The Crewe Central by-election was triggered by the resignation of Labour councillor Anthony Critchley in November 2023.

Crewe Central by-election: 8 February 2024
| Party |  | Candidate | Votes | % | ±% |
|---|---|---|---|---|---|
|  | Conservative | Roger Morris | 335 | 43.3 | +19.9 |
|  | Labour | Kim Jamson | 277 | 35.8 | –18.9 |
|  | Putting Crewe First | Brian Silvester | 128 | 16.5 | +1.1 |
|  | Women's Equality | Vicky Pulman | 22 | 2.8 | N/A |
|  | Green | Te Ata Browne | 12 | 1.5 | N/A |
| Majority |  |  | 58 | 7.5 |  |
| Turnout |  |  | 774 | 16.5 |  |
|  | Conservative gain from Labour |  |  |  |  |

====Crewe West====

The Crewe West by-election was triggered by the resignation of Labour councillor Connor Naismith, who had been elected Member of Parliament for Crewe and Nantwich at the 2024 United Kingdom general election, held on 4 July 2024.

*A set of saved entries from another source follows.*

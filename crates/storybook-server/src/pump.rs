use std::convert::Infallible;
use std::sync::Arc;

use bytes::Bytes;
use futures::StreamExt as _;
use storybook_core::{Frame, RecordEncoder};
use tokio::sync::mpsc;
use tokio_stream::wrappers::ReceiverStream;
use tracing::{debug, info, warn};

use crate::engine::{FrameStream, RunOpts, ToolEngine};

/// Encoded records of one run, ready to be used as a response body.
pub type RecordStream = ReceiverStream<Result<Bytes, Infallible>>;

/// Starts one engine run on its own task and returns the record stream.
///
/// The stream always ends with exactly one terminal record: the engine's own
/// `runFinish`, an error record when the engine fails, or a synthesized
/// `runFinish` when the engine completes without sending one. After the
/// terminal record the response ends and the engine is left to finish on its
/// own. The task stops early only when the receiver is dropped.
pub fn spawn_run(
    engine: Arc<dyn ToolEngine>,
    script: String,
    opts: RunOpts,
    encoder: RecordEncoder,
    capacity: usize,
) -> RecordStream {
    let (tx, rx) = mpsc::channel(capacity.max(1));
    let run_id = uuid::Uuid::new_v4();
    tokio::spawn(pump_run(run_id, engine, script, opts, encoder, tx));
    ReceiverStream::new(rx)
}

#[derive(Debug, Clone, Copy, PartialEq, Eq)]
enum Sent {
    Delivered,
    Skipped,
    Closed,
}

async fn pump_run(
    run_id: uuid::Uuid,
    engine: Arc<dyn ToolEngine>,
    script: String,
    opts: RunOpts,
    encoder: RecordEncoder,
    tx: mpsc::Sender<Result<Bytes, Infallible>>,
) {
    info!(%run_id, engine = engine.name(), script = %script, "run started");
    let mut run = match engine.start(&script, opts).await {
        Ok(run) => run,
        Err(err) => {
            warn!(%run_id, error = %err, "engine failed to start");
            send_frame(&tx, &encoder, &Frame::run_error(err.to_string(), now())).await;
            return;
        }
    };

    let mut frames = 0_u64;
    let terminal_sent = loop {
        let Some(next) = run.frames.next().await else {
            break false;
        };
        match next {
            Ok(frame) => {
                frames = frames.saturating_add(1);
                debug!(%run_id, kind = frame.kind(), seq = frames, "engine frame");
                match send_frame(&tx, &encoder, &frame).await {
                    Sent::Closed => {
                        info!(%run_id, "client went away; stopping run");
                        return;
                    }
                    Sent::Delivered if frame.is_terminal() => {
                        info!(%run_id, frames, failed = frame.error_message().is_some(), "run finished");
                        break true;
                    }
                    // An unencodable terminal frame still needs a terminal record.
                    Sent::Skipped if frame.is_terminal() => break false,
                    Sent::Delivered | Sent::Skipped => {}
                }
            }
            Err(err) => {
                warn!(%run_id, frames, error = %err, "engine run failed");
                send_frame(&tx, &encoder, &Frame::run_error(err.to_string(), now())).await;
                return;
            }
        }
    };

    if !terminal_sent {
        info!(%run_id, frames, "engine sent no usable terminal frame; closing run");
        send_frame(&tx, &encoder, &Frame::run_finish(now())).await;
    }
    // Let the engine run to completion instead of dropping (and killing) it.
    drop(tx);
    drain(run_id, run.frames).await;
}

async fn drain(run_id: uuid::Uuid, mut frames: FrameStream) {
    let mut ignored = 0_u64;
    while let Some(next) = frames.next().await {
        match next {
            Ok(frame) => {
                ignored = ignored.saturating_add(1);
                debug!(%run_id, kind = frame.kind(), "ignoring frame after terminal record");
            }
            Err(err) => warn!(%run_id, error = %err, "engine failed after terminal record"),
        }
    }
    if ignored > 0 {
        warn!(%run_id, ignored, "engine sent frames after its terminal record");
    }
}

async fn send_frame(
    tx: &mpsc::Sender<Result<Bytes, Infallible>>,
    encoder: &RecordEncoder,
    frame: &Frame,
) -> Sent {
    let Some(record) = encoder.encode_or_skip(frame) else {
        return Sent::Skipped;
    };
    if tx.send(Ok(record)).await.is_ok() {
        Sent::Delivered
    } else {
        Sent::Closed
    }
}

fn now() -> String {
    chrono::Utc::now().to_rfc3339()
}
use std::time::Duration;

use storybook_core::{RequestError, RunInProgress};

/// Errors returned by the client API.
///
/// Failures of a run that was already submitted are not errors: they end the
/// run in the `Failed` state with the reason recorded there.
#[derive(Debug, Clone, PartialEq, Eq, thiserror::Error)]
pub enum ClientError {
    /// Invalid client configuration.
    #[error("config error: {0}")]
    Config(String),
    /// The story request was rejected before submission.
    #[error(transparent)]
    Request(#[from] RequestError),
    /// A run is still in progress in this session.
    #[error(transparent)]
    RunInProgress(#[from] RunInProgress),
}

/// Why reading the response stream stopped early.
#[derive(Debug, Clone, PartialEq, Eq, thiserror::Error)]
pub enum ReadFailure {
    #[error("transport error: {0}")]
    Transport(String),
    #[error("no data received within {0:?}")]
    Timeout(Duration),
}
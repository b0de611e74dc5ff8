//! Common imports for code that produces or consumes run streams.
pub use crate::{
    CallOutput, Frame, FrameBody, FrameDecoder, LogPolicy, Reducer, RecordEncoder, Rendered,
    RunState, RunStatus, StoryRequest, SubCall, render,
};
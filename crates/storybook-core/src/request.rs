use crate::errors::RequestError;

/// Where the engine writes generated stories unless told otherwise.
pub const DEFAULT_STORIES_PATH: &str = "public/stories";
pub const MAX_PAGES: u32 = 10;

/// Body of a story submission.
#[derive(Clone, Debug, PartialEq, Eq, serde::Serialize, serde::Deserialize)]
pub struct StoryRequest {
    /// Writing prompt.
    pub story: String,
    /// Number of pages to generate, `1..=MAX_PAGES`.
    pub pages: u32,
    /// Output directory handed to the engine.
    pub path: String,
}

impl StoryRequest {
    pub fn new(story: impl Into<String>, pages: u32) -> Self {
        Self {
            story: story.into(),
            pages,
            path: DEFAULT_STORIES_PATH.to_string(),
        }
    }

    /// Overrides the output directory.
    pub fn path(mut self, path: impl Into<String>) -> Self {
        self.path = path.into();
        self
    }

    pub fn validate(&self) -> Result<(), RequestError> {
        if self.story.trim().is_empty() {
            return Err(RequestError::validation("story must not be empty"));
        }
        if !(1..=MAX_PAGES).contains(&self.pages) {
            return Err(RequestError::validation(format!(
                "pages must be between 1 and {MAX_PAGES}, got {}",
                self.pages
            )));
        }
        if self.path.trim().is_empty() {
            return Err(RequestError::validation("path must not be empty"));
        }
        Ok(())
    }

    /// Input string handed to the story script.
    pub fn engine_input(&self) -> String {
        format!(
            "--story {} --pages {} --path {}",
            self.story, self.pages, self.path
        )
    }
}
use storybook_core::{Frame, RunState};

/// Receives run updates while a session is being driven.
///
/// Both hooks see the state after the update was applied.
pub trait RunObserver {
    /// Called after each decoded frame.
    fn on_frame(&mut self, _frame: &Frame, _state: &RunState) {}

    /// Called when the run is submitted and when it settles.
    fn on_status(&mut self, _state: &RunState) {}
}

impl RunObserver for () {}
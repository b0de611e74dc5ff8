//! Client for the storybook run-event stream.
//!
//! [`StoryClient`] submits a [`StoryRequest`](storybook_core::StoryRequest)
//! and drives a [`RunSession`] from the response body, folding every decoded
//! frame into the session's run state and reporting updates to a
//! [`RunObserver`].

pub mod client;
pub mod config;
pub mod errors;
pub mod observer;
pub mod printer;
pub mod session;

pub use client::StoryClient;
pub use config::{Args, ClientConfig, load_env};
pub use errors::{ClientError, ReadFailure};
pub use observer::RunObserver;
pub use printer::TerminalPrinter;
pub use session::RunSession;
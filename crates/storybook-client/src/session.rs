use std::fmt;
use std::pin::pin;
use std::time::Duration;

use futures::{Stream, StreamExt as _, stream};
use storybook_core::{
    FrameDecoder, LogPolicy, RECORD_TAG, Reducer, RunInProgress, RunState, RunStatus,
    decode_stream,
};
use tracing::{debug, warn};

use crate::errors::ReadFailure;
use crate::observer::RunObserver;

/// Client-side state of consecutive runs.
///
/// A session holds at most one active run. A new run can be submitted once
/// the previous one is `Finished` or `Failed`.
#[derive(Clone, Debug)]
pub struct RunSession {
    state: RunState,
    reducer: Reducer,
    tag: String,
}

impl Default for RunSession {
    fn default() -> Self {
        Self::new(LogPolicy::default())
    }
}

impl RunSession {
    pub fn new(policy: LogPolicy) -> Self {
        Self {
            state: RunState::default(),
            reducer: Reducer::new(policy),
            tag: RECORD_TAG.to_string(),
        }
    }

    /// Overrides the record tag the decoder looks for.
    pub fn with_tag(mut self, tag: impl Into<String>) -> Self {
        self.tag = tag.into();
        self
    }

    pub fn state(&self) -> &RunState {
        &self.state
    }

    /// Resets to a fresh `Running` state for a new submission.
    pub fn submit(&mut self) -> Result<(), RunInProgress> {
        self.state = self.state.begin()?;
        Ok(())
    }

    /// Fails the active run. Has no effect once the run is terminal.
    pub fn fail(&mut self, reason: impl Into<String>) {
        let state = std::mem::take(&mut self.state);
        self.state = self.reducer.fail(state, reason);
    }

    /// Reads `bytes` to the end of the run and returns its final status.
    ///
    /// Without a submitted run nothing is read and the current status is
    /// returned.
    ///
    /// Reading stops at the first terminal frame. A read error, a gap longer
    /// than `read_timeout` between chunks, or an end of input without a
    /// terminal frame fails the run.
    pub async fn drive<S, B, E>(
        &mut self,
        bytes: S,
        read_timeout: Duration,
        observer: &mut impl RunObserver,
    ) -> RunStatus
    where
        S: Stream<Item = Result<B, E>>,
        B: AsRef<[u8]>,
        E: fmt::Display,
    {
        if self.state.status != RunStatus::Running {
            debug!(status = ?self.state.status, "no run in progress; not reading the stream");
            return self.state.status;
        }
        let decoder = FrameDecoder::with_tag(self.tag.clone());
        let mut frames = pin!(decode_stream(
            with_read_deadline(bytes, read_timeout),
            decoder
        ));

        while let Some(next) = frames.next().await {
            match next {
                Ok(frame) => {
                    let state = std::mem::take(&mut self.state);
                    self.state = self.reducer.apply(state, frame.clone());
                    observer.on_frame(&frame, &self.state);
                    if self.state.is_terminal() {
                        break;
                    }
                }
                Err(err) => {
                    warn!(error = %err, "run stream interrupted");
                    self.fail(err.to_string());
                    break;
                }
            }
        }

        let state = std::mem::take(&mut self.state);
        self.state = self.reducer.finish_stream(state);
        debug!(status = ?self.state.status, logged = self.state.event_log.len(), "run settled");
        observer.on_status(&self.state);
        self.state.status
    }
}

/// Fails the stream when no chunk arrives within `timeout`.
fn with_read_deadline<S, B, E>(
    bytes: S,
    timeout: Duration,
) -> impl Stream<Item = Result<B, ReadFailure>>
where
    S: Stream<Item = Result<B, E>>,
    E: fmt::Display,
{
    stream::unfold(Some(Box::pin(bytes)), move |bytes| async move {
        let mut bytes = bytes?;
        match tokio::time::timeout(timeout, bytes.next()).await {
            Ok(Some(Ok(chunk))) => Some((Ok(chunk), Some(bytes))),
            Ok(Some(Err(err))) => Some((Err(ReadFailure::Transport(err.to_string())), None)),
            Ok(None) => None,
            Err(_) => Some((Err(ReadFailure::Timeout(timeout)), None)),
        }
    })
}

Crewe West by-election: 5 September 2024
| Party |  | Candidate | Votes | % | ±% |
|---|---|---|---|---|---|
|  | Labour | Ben Wye | 553 | 44.0 | –12.6 |
|  | Reform | Nick Goulding | 333 | 26.5 | N/A |
|  | Conservative | David Simcox | 217 | 17.3 | +0.1 |
|  | Putting Crewe First | Brian Silvester | 109 | 8.7 | –11.1 |
|  | Green | Melanie English | 63 | 5.0 | N/A |
| Majority |  |  | 220 | 17.5 |  |
| Turnout |  |  | 1,275 | 16.8 |  |
|  | Labour hold |  |  |  |  |

====Wilmslow Lacey Green====

The Wilmslow Lacey Green by-election was triggered by the sudden death of Residents of Wilmslow councillor Chris Hilliard in June 2025.

Wilmslow Lacey Green by-election: 11 September 2025
| Party |  | Candidate | Votes | % | ±% |
|---|---|---|---|---|---|
|  | Conservative | Khumi Burton | 370 | 29.8 | –8.4 |
|  | Labour | Steve Greaney | 300 | 24.2 | N/A |
|  | Reform | Nick Goulding | 288 | 23.2 | N/A |
|  | Residents | Elaine Evans | 215 | 17.3 | –30.3 |
|  | Green | Amanda Iremonger | 67 | 5.4 | N/A |
| Majority |  |  | 70 | 5.6 |  |
| Turnout |  |  | 1,240 | 30.5 |  |
|  | Conservative gain from Residents |  |  |  |  |

====Macclesfield Central====

The Macclesfield Central by-election was triggered by the resignation of independent councillor Ashley Farrall on 26 September 2025, three days before he was sentenced to 12 months in prison for attempting to pervert the course of justice, in a matter unrelated to the council; Farrall had been elected as a Labour councillor but had sat as a non-grouped independent since being suspended by the party.

Macclesfield Central by-election: 20 November 2025
| Party |  | Candidate | Votes | % | ±% |
|---|---|---|---|---|---|
|  | Green | John Knight | 750 | 41.8 | +19.7 |
|  | Labour | James Barber-Chadwick | 513 | 28.6 | –25.6 |
|  | Reform | Alan Miles | 283 | 15.8 | N/A |
|  | Conservative | Beverley Dooley | 164 | 9.1 | –4.6 |
|  | Equality Party | Kim Slater | 45 | 2.5 | N/A |
|  | Liberal Democrats | Stephen Broadhead | 40 | 2.2 | –7.8 |
| Majority |  |  | 237 | 13.2 |  |
| Turnout |  |  | 1,795 | 24.2 |  |
|  | Green gain from Labour |  |  |  |  |

==Notes==
- Italics denote a sitting councillor for the same ward.